[erlang-questions] gen_statem and multiple timeout vs 1

Thu Oct 6 11:30:47 CEST 2016

On Wed, Oct 05, 2016 at 04:41:11PM +0000, Vans S wrote:
> The state_timeout that was added makes more sense to me IMO.  And what Fred said about uses for the current timeout being more limited are valid.

It seems we are reaching a common conclusion on that one...

> 
> 
> 
> I think that if there is support for the way the current timeout is, that times out regardless of the state you are currently in, what is the problem with having one vs multiple of them?

I am confused.  The current timeout {timeout,Time,Msg} can not be used
between different states since it is cancelled by the first event that
arrives, so it is cancelled with the first possibility to change states.

So to have more than one of them would mean as they are defined now
that when the first generates a timeout event the others are cancelled
and therefore pointless.  So I see no point in having multiple
{timeout,Time,Msg}s.

Kind of the same applies to {state_timeout,Time,Msg}.  When you change
states it (they) is (are) cancelled, so having multiple timers while
staying in one state gets kind of toothless.  You could do it but it feels
like you will be tempted to force your machine to stay in one state when
it really should have more states coupled to the different timeouts.

The reason {state_timeout,Time,Msg} is interesting to implement is that it
fits a very common niche of timeouts in state machines and is very simple
to use.

> 
> Is it really that much of an annoying feature to add.  Where the cost of maintenance of the code will be greater then the benefit? 
> I even mentioned I would put in the pull request for it if we can agree it would serve some use. 

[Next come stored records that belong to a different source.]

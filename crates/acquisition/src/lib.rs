//! # Acquisition
//!
//! The acquisition task: waits for vehicle position samples, pairs each one
//! with a fresh temperature reading and appends the result to a record sink.
//!
//! ```ignore
//! let mut task = AcquisitionTask::open(config.task, subscription, sensor, params.subscribe())?;
//! let stats = task.run(cancel).await?;
//! stats.print_summary();
//! ```

mod error;
mod state;
mod stats;
mod task;

pub use error::{AcquisitionError, Result};
pub use state::TaskState;
pub use stats::AcquisitionStats;
pub use task::{console_line, AcquisitionTask, CSV_SINK_NAME};
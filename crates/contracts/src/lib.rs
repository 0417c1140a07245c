//! # Contracts
//!
//! Frozen interface contracts shared by every crate of the logger.
//! Business crates depend on this crate only; reverse dependencies are prohibited.
//!
//! ## Time Model
//! - Position samples carry the publisher's monotonic clock (microseconds, u64)
//! - Rows written to the sink keep that timestamp untouched

mod config;
mod error;
mod position;
mod record;
mod sink;
mod temperature;

pub use config::*;
pub use error::*;
pub use position::*;
pub use record::*;
pub use sink::*;
pub use temperature::*;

The problem is not about having multiple timers, it is about having more
general timers since I am convinced that if you have multiple timers you
will want to have control over when to cancel them, and how, which forces a
new more general timer concept.  Hence my suggestion of
{named_timeout,Time,Name}.

For example I think you mentioned that it would be handy to be able to bump
a timer i.e add more time to a running timer, and then you need to know how
much time a timer has left when you cancel it, which is problematic with
the API that we need to use as gen_statem now looks.  You have to return an
action from a state function to control the timer so you can not act on the
return value from erlang:cancel_timer/1,2, not unless you introduce a fun()
in the action, or define different actions for all possible operations.
And just for at bump action the question is what to do if the timer has
already expired?  Time out or restart?  Are there more desired actions than
bump?

So I think the API in gen_statem which we are limited by makes it hard to
build general enough timers when it is comparatively easy to write a small
timer library that does what you need and keep track of the TimerRefs in
your state machine Data, which gives you full control over the timers.

And in general, as Fred Hebert pointed out, the more state data you get in
the state machine engine, the less control the state machine implementation
gets which for instance decreases your freedom to do what you want during
code upgrade where you only may act on State and Data and can know nothing
about the engine state data.

If we introduce {named_timeout,Time,Name} and it turns out to not become
general enough, most will use erlang:start_timer/3,4 anyway and
we will have seldom used code to maintain.  Forcing users to use
erlang:start_timer/3,4 for all cases where {timeout,Time,Msg} and
{state_timeout,Time,Msg} does not suffice might be the better option
since all will have to understand them anyway, which improves readability.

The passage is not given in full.